Harry’s story is done. It finished neatly—and then had a clunky epilogue that a lot of people found unnecessary. This play, an extension of said unnecessary epilogue, feels to me like the last episode of How I Met Your Mother. It is taking the story too far. Sure, Harry’s sons probably would feel like a lot was expected of them, and sure, Harry probably would be overworked, but I don’t want to know that. I don’t want a Return of the King style ending to this saga; the one(s) we got were enough.

Fantastic Beasts and Where to Find Them is more exciting to me because it is a new story in the old world. A different time, with different characters, in a different country, with the same magic? Brilliant. But the same characters, after their story has already come to an end? Seems like it’s just J.K. trying to wring out all the money she can.

I can’t blame her, though. The Casual Vacancy didn’t do as well as expected, and the miniseries based on it (yes, there was a miniseries based on it) did even worse. Her mystery novels, written under the pseudonym Robert Galbraith, were plain forgettable. When your tweets about a children’s book you wrote ten years ago get more attention than your more recent adult novels, it makes sense to resign yourself to keep branching off of said children’s book.

Why can’t one of the most successful authors in the history of time write successfully about anything beyond wizards and magic? Frankly, because we, her fans, won’t let her. After all, we’re the ones who didn’t read her adult books. We’re the ones who will pre-order The Cursed Child. The same audience who propelled her to fame are now limiting her creativity.

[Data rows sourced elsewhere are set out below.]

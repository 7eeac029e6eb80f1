//! A client for the permission groups resource of the account-management API.
//!
//! Every operation lives on [`PermissionGroupsApi`][api::permission_groups::PermissionGroupsApi],
//! which is generic over the [`HttpClient`] that actually performs requests.
//! Two reqwest-backed transports are provided: [`Client`] and [`AuthenticatedClient`].
//!
//! ```no_run
//! # use std::sync::Arc;
//! # use permgroups_api_client::{
//! #     authentication::AccessToken,
//! #     server::{ApiServer, ApiServerOptions},
//! #     Client,
//! #     ClientOptions,
//! # };
//! # async fn run() -> Result<(), Box<dyn std::error::Error>> {
//! let server = Arc::new(ApiServer::new("api.cloudflare.com", ApiServerOptions::default()));
//! let client = Client::new(server, ClientOptions::default())?
//!     .with_authentication(&Arc::new(AccessToken::new("my-api-token")));
//!
//! let groups = client
//!     .permission_groups()
//!     .list_permission_groups("01a7362d577a6c3019a474fd6f485823")
//!     .await?;
//! # Ok(())
//! # }
//! ```

pub mod api;
pub mod authentication;
mod clients;
mod errors;
pub(crate) mod request;
mod response;
pub mod server;

pub use clients::*;
pub use errors::*;
pub use response::*;
pub use server::ApiServer;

Harry Potter was and is an international phenomenon. People will read those books until the end of people, and we were lucky enough to grow up with them. I will never forget the excitement of the Barnes and Noble premiers, surrounded by hundreds of kids with lightning bolts drawn on our foreheads in Sharpie. I’ll read the books to my kids someday, I’ll still watch ABC Family’s Harry Potter Weekend every year, and yes, I’ll probably see the play when it comes to the states. But perhaps we should let J.K. write about something else, for once. After all, imagine if Harry only learned one spell? He’d never get anywhere if he just yelled “Expelliarmus!” at everything.